Time to Move the Mississippi, Experts Say

Scientists have long said the only way to restore Louisiana’s vanishing wetlands is to undo the elaborate levee system that controls the Mississippi River, not with the small projects that have been tried here and there, but with a massive diversion that would send the muddy river flooding wholesale into the state’s sediment-starved marshes.

Many scientists advocate diverting the Mississippi River below New Orleans, where towns like Pilottown, above, sit along the delta.

And most of them have long dismissed the idea as impractical, unaffordable and lethal to the region’s economy. Now, they are reconsidering. In fact, when a group of researchers convened last April to consider the fate of the Louisiana coast, their recommendation was unanimous: divert the river.

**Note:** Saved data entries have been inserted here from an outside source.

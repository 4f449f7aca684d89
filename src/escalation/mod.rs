//! Escalation classification
//!
//! Decides per query whether a conversation must be handed to a human agent.
//! Two strategies share one interface and are chosen by configuration:
//! trigger-phrase rules, or a rubric judged by the generation model.


use std::fmt;
use std::sync::Arc;

use tracing::{debug, info, warn};

use crate::config::settings::validate_triggers;
use crate::config::{EscalationConfig, EscalationStrategy};
use crate::generation::Generator;
use crate::{Result, SupportError};

/// Outcome of classifying one query
#[derive(Debug, Clone, PartialEq, Eq)]
pub struct EscalationDecision {
    pub escalate: bool,
    /// Matched trigger phrase or the model's verdict
    pub reason: Option<String>,
}

impl EscalationDecision {
    #[inline]
    pub fn continue_automated() -> Self {
        Self {
            escalate: false,
            reason: None,
        }
    }

    #[inline]
    pub fn escalate(reason: impl Into<String>) -> Self {
        Self {
            escalate: true,
            reason: Some(reason.into()),
        }
    }
}

/// Case-insensitive trigger phrase matching
#[derive(Debug, Clone, PartialEq, Eq)]
pub struct TriggerRules {
    /// Lowercased phrases
    triggers: Vec<String>,
}

impl TriggerRules {
    #[inline]
    pub fn new(triggers: &[String]) -> Result<Self> {
        validate_triggers(triggers)?;
        Ok(Self {
            triggers: triggers.iter().map(|t| t.trim().to_lowercase()).collect(),
        })
    }

    #[inline]
    pub fn triggers(&self) -> &[String] {
        &self.triggers
    }

    /// First trigger phrase contained in `query`, if any
    #[inline]
    pub fn matched(&self, query: &str) -> Option<&str> {
        let lower = query.to_lowercase();
        self.triggers
            .iter()
            .find(|trigger| lower.contains(trigger.as_str()))
            .map(String::as_str)
    }
}

const ESCALATION_RUBRIC: &str = "You are screening customer support messages. \
Decide whether this message should be handed to a human support agent.

Escalate when the message shows any of:
- a complex problem that requires human judgement
- strong negative emotion such as anger or distress
- a sensitive issue such as billing disputes or account security
- an explicit request to speak with a human
- a possible emergency

Reply with exactly one word: ESCALATE or CONTINUE.";

/// Rubric-based judgement delegated to the generation capability
#[derive(Clone)]
pub struct ModelJudge {
    generator: Arc<dyn Generator>,
}

impl fmt::Debug for ModelJudge {
    #[inline]
    fn fmt(&self, f: &mut fmt::Formatter<'_>) -> fmt::Result {
        f.debug_struct("ModelJudge")
            .field("generator", &self.generator.model_name())
            .finish()
    }
}

impl ModelJudge {
    #[inline]
    pub fn new(generator: Arc<dyn Generator>) -> Self {
        Self { generator }
    }

    fn judge(&self, query: &str) -> Result<EscalationDecision> {
        let prompt = format!(
            "{}\n\nCustomer message:\n{}\n\nVerdict:",
            ESCALATION_RUBRIC,
            query.trim()
        );
        let verdict = self
            .generator
            .generate(&prompt, None)
            .map_err(|e| SupportError::Classification(e.to_string()))?;

        debug!("Escalation model verdict: {}", verdict.trim());
        if verdict.to_lowercase().contains("escalate") {
            Ok(EscalationDecision::escalate(format!(
                "model verdict: {}",
                verdict.trim()
            )))
        } else {
            Ok(EscalationDecision::continue_automated())
        }
    }
}

#[derive(Debug, Clone)]
pub enum EscalationClassifier {
    RuleBased(TriggerRules),
    ModelBased(ModelJudge),
}

impl EscalationClassifier {
    /// Rule-based classifier with the default trigger phrases
    #[inline]
    pub fn rule_based_default() -> Result<Self> {
        Self::from_config(
            &EscalationConfig::default(),
            None::<Arc<dyn Generator>>,
        )
    }

    /// Build the configured strategy; the model strategy requires `generator`
    #[inline]
    pub fn from_config(
        config: &EscalationConfig,
        generator: Option<Arc<dyn Generator>>,
    ) -> Result<Self> {
        match config.strategy {
            EscalationStrategy::Rule => Ok(Self::RuleBased(TriggerRules::new(&config.triggers)?)),
            EscalationStrategy::Model => {
                let generator = generator.ok_or_else(|| {
                    SupportError::Configuration(
                        "Model-based escalation requires a generation capability".to_string(),
                    )
                })?;
                Ok(Self::ModelBased(ModelJudge::new(generator)))
            }
        }
    }

    #[inline]
    pub fn strategy(&self) -> EscalationStrategy {
        match self {
            Self::RuleBased(_) => EscalationStrategy::Rule,
            Self::ModelBased(_) => EscalationStrategy::Model,
        }
    }

    /// Classify `query`, keeping the reason for the verdict
    ///
    /// Empty or whitespace-only queries never escalate and make no external call.
    #[inline]
    pub fn classify_decision(&self, query: &str) -> Result<EscalationDecision> {
        if query.trim().is_empty() {
            return Ok(EscalationDecision::continue_automated());
        }

        let decision = match self {
            Self::RuleBased(rules) => rules
                .matched(query)
                .map_or_else(EscalationDecision::continue_automated, |trigger| {
                    EscalationDecision::escalate(format!("matched trigger '{}'", trigger))
                }),
            Self::ModelBased(judge) => judge.judge(query).inspect_err(|e| {
                warn!("Model-based escalation failed: {}", e);
            })?,
        };

        if decision.escalate {
            info!(
                "Escalating query ({})",
                decision.reason.as_deref().unwrap_or("no reason")
            );
        }
        Ok(decision)
    }

    #[inline]
    pub fn classify(&self, query: &str) -> Result<bool> {
        Ok(self.classify_decision(query)?.escalate)
    }
}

Far from rejecting the idea, state officials have embraced it, motivated not just by the lessons of Hurricane Katrina but also by growing fears that global climate change will bring rising seas, accelerating land loss and worse weather.

“A major diversion in the lower part of the river is something that needs to be done,” said James R. Hanchey, deputy secretary of the Louisiana Department of Natural Resources. He said the state was convening a planning meeting on the idea this fall. The diversion would be well downstream of New Orleans, in the bird-foot delta at the river’s mouth. Even so, there would be tremendous engineering challenges, particularly in finding a new way for freighters to make their way into the Mississippi’s shipping channel, said Mr. Hanchey, who took his job after retiring as director of engineering and technical services for the Mississippi Valley division of the Army Corps of Engineers. But he added, “I think it’s within the realm of possibility.”